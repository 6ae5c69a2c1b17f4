use axum::{
    extract::{Path, Query, State},
    http::StatusCode,
    response::{IntoResponse, Response},
    Json,
};
use serde::Deserialize;
use serde_json::json;

use crate::{
    models::category::{Category, CategoryPayload},
    query::Page,
    state::AppState,
};

#[derive(Debug, Deserialize)]
pub struct CategoryListParams {
    #[serde(rename = "pageNumber")]
    pub page_number: Option<String>,
    pub keyword: Option<String>,
}

// POST /api/category
pub async fn create_category_handler(
    State(state): State<AppState>,
    Json(payload): Json<CategoryPayload>,
) -> Response {
    let result: Result<Category, sqlx::Error> =
        sqlx::query_as("INSERT INTO categories (name) VALUES ($1) RETURNING id, name, created_at")
            .bind(&payload.name)
            .fetch_one(&state.pool)
            .await;

    match result {
        Ok(category) => (
            StatusCode::CREATED,
            Json(json!({
                "success": true,
                "message": "Category created successfully",
                "data": category,
            })),
        )
            .into_response(),
        Err(e) => {
            tracing::error!("Error creando categoría: {e:?}");
            (
                StatusCode::INTERNAL_SERVER_ERROR,
                Json(json!({ "success": false, "message": "Error creating category" })),
            )
                .into_response()
        }
    }
}

// GET /api/category — paginado, con búsqueda por nombre
pub async fn list_categories_handler(
    State(state): State<AppState>,
    Query(params): Query<CategoryListParams>,
) -> Response {
    let page = Page::new(
        params.page_number.as_deref(),
        state.config.page_size_categories,
    );
    // Sin keyword el patrón %% trae todas
    let pattern = format!("%{}%", params.keyword.as_deref().unwrap_or(""));

    let result = async {
        let total: i64 = sqlx::query_scalar("SELECT COUNT(*) FROM categories WHERE name ILIKE $1")
            .bind(&pattern)
            .fetch_one(&state.pool)
            .await?;

        let categories: Vec<Category> = sqlx::query_as(
            "SELECT id, name, created_at FROM categories WHERE name ILIKE $1 \
             ORDER BY created_at DESC LIMIT $2 OFFSET $3",
        )
        .bind(&pattern)
        .bind(page.size)
        .bind(page.offset())
        .fetch_all(&state.pool)
        .await?;

        Ok::<_, sqlx::Error>((total, categories))
    }
    .await;

    match result {
        Ok((total, categories)) => (
            StatusCode::OK,
            Json(json!({
                "success": true,
                "message": "Category fetched successfully",
                "meta": { "page": page.number, "pages": page.pages(total), "total": total },
                "data": categories,
            })),
        )
            .into_response(),
        Err(e) => {
            tracing::error!("Error listando categorías: {e:?}");
            (
                StatusCode::INTERNAL_SERVER_ERROR,
                Json(json!({ "success": false, "message": "Error fetching categories" })),
            )
                .into_response()
        }
    }
}

// PUT /api/category/:id
pub async fn update_category_handler(
    State(state): State<AppState>,
    Path(id): Path<i32>,
    Json(payload): Json<CategoryPayload>,
) -> Response {
    let result: Result<Option<Category>, sqlx::Error> =
        sqlx::query_as("UPDATE categories SET name = $1 WHERE id = $2 RETURNING id, name, created_at")
            .bind(&payload.name)
            .bind(id)
            .fetch_optional(&state.pool)
            .await;

    match result {
        Ok(Some(category)) => (
            StatusCode::CREATED,
            Json(json!({
                "success": true,
                "message": "Category updated successfully",
                "data": category,
            })),
        )
            .into_response(),
        Ok(None) => (
            StatusCode::NOT_FOUND,
            Json(json!({ "success": false, "message": "Category not found" })),
        )
            .into_response(),
        Err(e) => {
            tracing::error!("Error actualizando categoría {id}: {e:?}");
            (
                StatusCode::INTERNAL_SERVER_ERROR,
                Json(json!({ "success": false, "message": "Error updating category" })),
            )
                .into_response()
        }
    }
}

// DELETE /api/category/:id
// Una categoría con noticias asignadas no se borra: primero hay que reasignarlas.
pub async fn delete_category_handler(State(state): State<AppState>, Path(id): Path<i32>) -> Response {
    let in_use: i64 = match sqlx::query_scalar("SELECT COUNT(*) FROM news WHERE category_id = $1")
        .bind(id)
        .fetch_one(&state.pool)
        .await
    {
        Ok(n) => n,
        Err(e) => {
            tracing::error!("Error comprobando uso de categoría {id}: {e:?}");
            return (
                StatusCode::INTERNAL_SERVER_ERROR,
                Json(json!({ "success": false, "message": "Error deleting category" })),
            )
                .into_response();
        }
    };

    if in_use > 0 {
        return (
            StatusCode::CONFLICT,
            Json(json!({ "success": false, "message": "Category still has news assigned" })),
        )
            .into_response();
    }

    let result: Result<Option<Category>, sqlx::Error> =
        sqlx::query_as("DELETE FROM categories WHERE id = $1 RETURNING id, name, created_at")
            .bind(id)
            .fetch_optional(&state.pool)
            .await;

    match result {
        Ok(Some(category)) => (
            StatusCode::CREATED,
            Json(json!({
                "success": true,
                "message": "Category deleted successfully",
                "data": category,
            })),
        )
            .into_response(),
        Ok(None) => (
            StatusCode::NOT_FOUND,
            Json(json!({ "success": false, "message": "Category not found" })),
        )
            .into_response(),
        Err(e) => {
            tracing::error!("Error eliminando categoría {id}: {e:?}");
            (
                StatusCode::INTERNAL_SERVER_ERROR,
                Json(json!({ "success": false, "message": "Error deleting category" })),
            )
                .into_response()
        }
    }
}
use chrono::{DateTime, NaiveDate, Utc};
use sqlx::{Postgres, QueryBuilder};

use crate::db::DbPool;
use crate::models::news::{Article, ArticleRow};

/// Columnas del JOIN noticia + categoría + media.
const SELECT_ARTICLE: &str = "SELECT n.id, n.title, n.content, n.author, n.province, n.tags, \
     n.category_id, n.created_at, \
     c.name AS category_name, c.created_at AS category_created_at, \
     m.id AS media_id, m.images, m.videos \
     FROM news n \
     JOIN categories c ON c.id = n.category_id \
     JOIN media m ON m.news_id = n.id";

// El COUNT no necesita el JOIN con media
const COUNT_ARTICLES: &str =
    "SELECT COUNT(*) FROM news n JOIN categories c ON c.id = n.category_id";

/// Filtros de listado. Todos opcionales; los presentes se combinan con AND.
#[derive(Debug, Default, Clone)]
pub struct NewsFilter {
    /// Subcadena sobre título O contenido, sin distinguir mayúsculas
    pub keyword: Option<String>,
    /// Igualdad exacta contra el nombre de la categoría
    pub category_name: Option<String>,
    /// Subcadena sobre provincia, sin distinguir mayúsculas
    pub province: Option<String>,
    /// Rango cerrado sobre created_at
    pub created_between: Option<(DateTime<Utc>, DateTime<Utc>)>,
}

impl NewsFilter {
    fn apply(&self, qb: &mut QueryBuilder<'_, Postgres>) {
        let mut sep = " WHERE ";

        if let Some(keyword) = &self.keyword {
            let pattern = format!("%{keyword}%");
            qb.push(sep)
                .push("(n.title ILIKE ")
                .push_bind(pattern.clone())
                .push(" OR n.content ILIKE ")
                .push_bind(pattern)
                .push(")");
            sep = " AND ";
        }

        if let Some(name) = &self.category_name {
            qb.push(sep).push("c.name = ").push_bind(name.clone());
            sep = " AND ";
        }

        if let Some(province) = &self.province {
            qb.push(sep)
                .push("n.province ILIKE ")
                .push_bind(format!("%{province}%"));
            sep = " AND ";
        }

        if let Some((from, to)) = &self.created_between {
            qb.push(sep)
                .push("n.created_at BETWEEN ")
                .push_bind(*from)
                .push(" AND ")
                .push_bind(*to);
        }
    }
}

/// Página pedida por el cliente. `pageNumber` llega como texto:
/// cualquier cosa no numérica o menor a 1 vale 1.
#[derive(Debug, Clone, Copy)]
pub struct Page {
    pub number: i64,
    pub size: i64,
}

impl Page {
    pub fn new(raw_number: Option<&str>, size: i64) -> Self {
        let number = raw_number
            .and_then(|v| v.trim().parse::<i64>().ok())
            .filter(|n| *n >= 1)
            .unwrap_or(1);
        Self { number, size }
    }

    pub fn offset(&self) -> i64 {
        self.size * (self.number - 1)
    }

    /// Total de páginas, redondeando hacia arriba.
    pub fn pages(&self, total: i64) -> i64 {
        if total <= 0 {
            0
        } else {
            (total + self.size - 1) / self.size
        }
    }
}

pub async fn count_articles(pool: &DbPool, filter: &NewsFilter) -> sqlx::Result<i64> {
    let mut qb = QueryBuilder::new(COUNT_ARTICLES);
    filter.apply(&mut qb);
    qb.build_query_scalar::<i64>().fetch_one(pool).await
}

pub async fn fetch_articles(
    pool: &DbPool,
    filter: &NewsFilter,
    page: &Page,
) -> sqlx::Result<Vec<Article>> {
    let mut qb = QueryBuilder::new(SELECT_ARTICLE);
    filter.apply(&mut qb);
    qb.push(" ORDER BY n.created_at DESC LIMIT ")
        .push_bind(page.size)
        .push(" OFFSET ")
        .push_bind(page.offset());

    let rows: Vec<ArticleRow> = qb.build_query_as().fetch_all(pool).await?;
    Ok(rows.into_iter().map(Article::from).collect())
}

pub async fn fetch_article(pool: &DbPool, news_id: i32) -> sqlx::Result<Option<Article>> {
    let mut qb = QueryBuilder::new(SELECT_ARTICLE);
    qb.push(" WHERE n.id = ").push_bind(news_id);

    let row: Option<ArticleRow> = qb.build_query_as().fetch_optional(pool).await?;
    Ok(row.map(Article::from))
}

/// Noticias de la misma categoría, excluyendo la consultada.
pub async fn fetch_similar(
    pool: &DbPool,
    news_id: i32,
    category_id: i32,
    limit: i64,
) -> sqlx::Result<Vec<Article>> {
    let mut qb = QueryBuilder::new(SELECT_ARTICLE);
    qb.push(" WHERE n.category_id = ")
        .push_bind(category_id)
        .push(" AND n.id <> ")
        .push_bind(news_id)
        .push(" ORDER BY n.created_at DESC LIMIT ")
        .push_bind(limit);

    let rows: Vec<ArticleRow> = qb.build_query_as().fetch_all(pool).await?;
    Ok(rows.into_iter().map(Article::from).collect())
}

/// Interpreta fechas RFC 3339 o `YYYY-MM-DD` (como medianoche UTC);
/// lo demás cuenta como ausente.
fn parse_datetime(raw: &str) -> Option<DateTime<Utc>> {
    if let Ok(dt) = DateTime::parse_from_rfc3339(raw) {
        return Some(dt.with_timezone(&Utc));
    }
    let date: NaiveDate = raw.trim().parse().ok()?;
    Some(date.and_hms_opt(0, 0, 0)?.and_utc())
}

fn start_of_day(dt: DateTime<Utc>) -> DateTime<Utc> {
    dt.date_naive()
        .and_hms_opt(0, 0, 0)
        .expect("hora válida")
        .and_utc()
}

fn end_of_day(dt: DateTime<Utc>) -> DateTime<Utc> {
    dt.date_naive()
        .and_hms_milli_opt(23, 59, 59, 999)
        .expect("hora válida")
        .and_utc()
}

/// Rango de fechas según qué parámetros lleguen:
/// solo `fromDate` => [from, fin de hoy]; solo `toDate` => ese día completo;
/// ambos => [from, to]; inválidos o ausentes => sin filtro.
pub fn date_range(
    from: Option<&str>,
    to: Option<&str>,
    now: DateTime<Utc>,
) -> Option<(DateTime<Utc>, DateTime<Utc>)> {
    let from = from.and_then(parse_datetime);
    let to = to.and_then(parse_datetime);

    match (from, to) {
        (Some(from), Some(to)) => Some((from, to)),
        (Some(from), None) => Some((from, end_of_day(now))),
        (None, Some(to)) => Some((start_of_day(to), end_of_day(to))),
        (None, None) => None,
    }
}

#[cfg(test)]
mod tests {
    use super::*;
    use chrono::TimeZone;

    #[test]
    fn page_tolera_valores_basura() {
        assert_eq!(Page::new(Some("2"), 30).number, 2);
        assert_eq!(Page::new(Some(" 3 "), 30).number, 3);
        assert_eq!(Page::new(Some("abc"), 30).number, 1);
        assert_eq!(Page::new(Some("0"), 30).number, 1);
        assert_eq!(Page::new(Some("-5"), 30).number, 1);
        assert_eq!(Page::new(None, 30).number, 1);
    }

    #[test]
    fn paginacion_calcula_offset_y_paginas() {
        let page = Page::new(Some("2"), 30);
        assert_eq!(page.offset(), 30);
        // 45 resultados con páginas de 30 => 2 páginas
        assert_eq!(page.pages(45), 2);
        assert_eq!(page.pages(60), 2);
        assert_eq!(page.pages(61), 3);
        assert_eq!(page.pages(0), 0);

        let page = Page::new(Some("1"), 8);
        assert_eq!(page.offset(), 0);
        assert_eq!(page.pages(8), 1);
        assert_eq!(page.pages(9), 2);
    }

    #[test]
    fn filtros_presentes_se_combinan_con_and() {
        let from = Utc.with_ymd_and_hms(2024, 1, 1, 0, 0, 0).unwrap();
        let to = Utc.with_ymd_and_hms(2024, 1, 31, 23, 59, 59).unwrap();
        let filter = NewsFilter {
            keyword: Some("election".into()),
            category_name: Some("politics".into()),
            province: Some("bagmati".into()),
            created_between: Some((from, to)),
        };

        let mut qb = QueryBuilder::new(COUNT_ARTICLES);
        filter.apply(&mut qb);
        let sql = qb.sql();

        assert!(sql.contains("n.title ILIKE $1"));
        assert!(sql.contains("OR n.content ILIKE $2"));
        assert!(sql.contains("AND c.name = $3"));
        assert!(sql.contains("AND n.province ILIKE $4"));
        assert!(sql.contains("AND n.created_at BETWEEN $5 AND $6"));
    }

    #[test]
    fn sin_filtros_no_hay_where() {
        let mut qb = QueryBuilder::new(COUNT_ARTICLES);
        NewsFilter::default().apply(&mut qb);
        assert!(!qb.sql().contains("WHERE"));
    }

    #[test]
    fn solo_from_llega_hasta_el_fin_de_hoy() {
        let now = Utc.with_ymd_and_hms(2024, 3, 5, 10, 15, 0).unwrap();
        let (from, to) = date_range(Some("2024-01-10"), None, now).unwrap();
        assert_eq!(from, Utc.with_ymd_and_hms(2024, 1, 10, 0, 0, 0).unwrap());
        assert_eq!(to.date_naive(), now.date_naive());
        assert_eq!(to.format("%H:%M:%S").to_string(), "23:59:59");
    }

    #[test]
    fn solo_to_cubre_ese_dia_completo() {
        let now = Utc.with_ymd_and_hms(2024, 3, 5, 10, 15, 0).unwrap();
        let (from, to) = date_range(None, Some("2024-01-10"), now).unwrap();
        assert_eq!(from, Utc.with_ymd_and_hms(2024, 1, 10, 0, 0, 0).unwrap());
        assert_eq!(to.date_naive(), from.date_naive());
        assert_eq!(to.format("%H:%M:%S").to_string(), "23:59:59");
    }

    #[test]
    fn ambas_fechas_se_usan_tal_cual() {
        let now = Utc::now();
        let (from, to) =
            date_range(Some("2024-01-01"), Some("2024-02-01T12:00:00Z"), now).unwrap();
        assert_eq!(from, Utc.with_ymd_and_hms(2024, 1, 1, 0, 0, 0).unwrap());
        assert_eq!(to, Utc.with_ymd_and_hms(2024, 2, 1, 12, 0, 0).unwrap());
    }

    #[test]
    fn fechas_invalidas_cuentan_como_ausentes() {
        let now = Utc::now();
        assert!(date_range(Some("no-es-fecha"), None, now).is_none());
        assert!(date_range(None, Some("2024-13-45"), now).is_none());
        assert!(date_range(None, None, now).is_none());

        // from inválido pero to válido: vale la regla de "solo to"
        let (from, to) = date_range(Some("basura"), Some("2024-01-10"), now).unwrap();
        assert_eq!(from.date_naive(), to.date_naive());
    }
}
::::::::::
» **What you should do**:
Go through the records and gather the lines that hold "Subcadena".

» **Solution for this problem**:
    /// Subcadena sobre título O contenido, sin distinguir mayúsculas
    /// Subcadena sobre provincia, sin distinguir mayúsculas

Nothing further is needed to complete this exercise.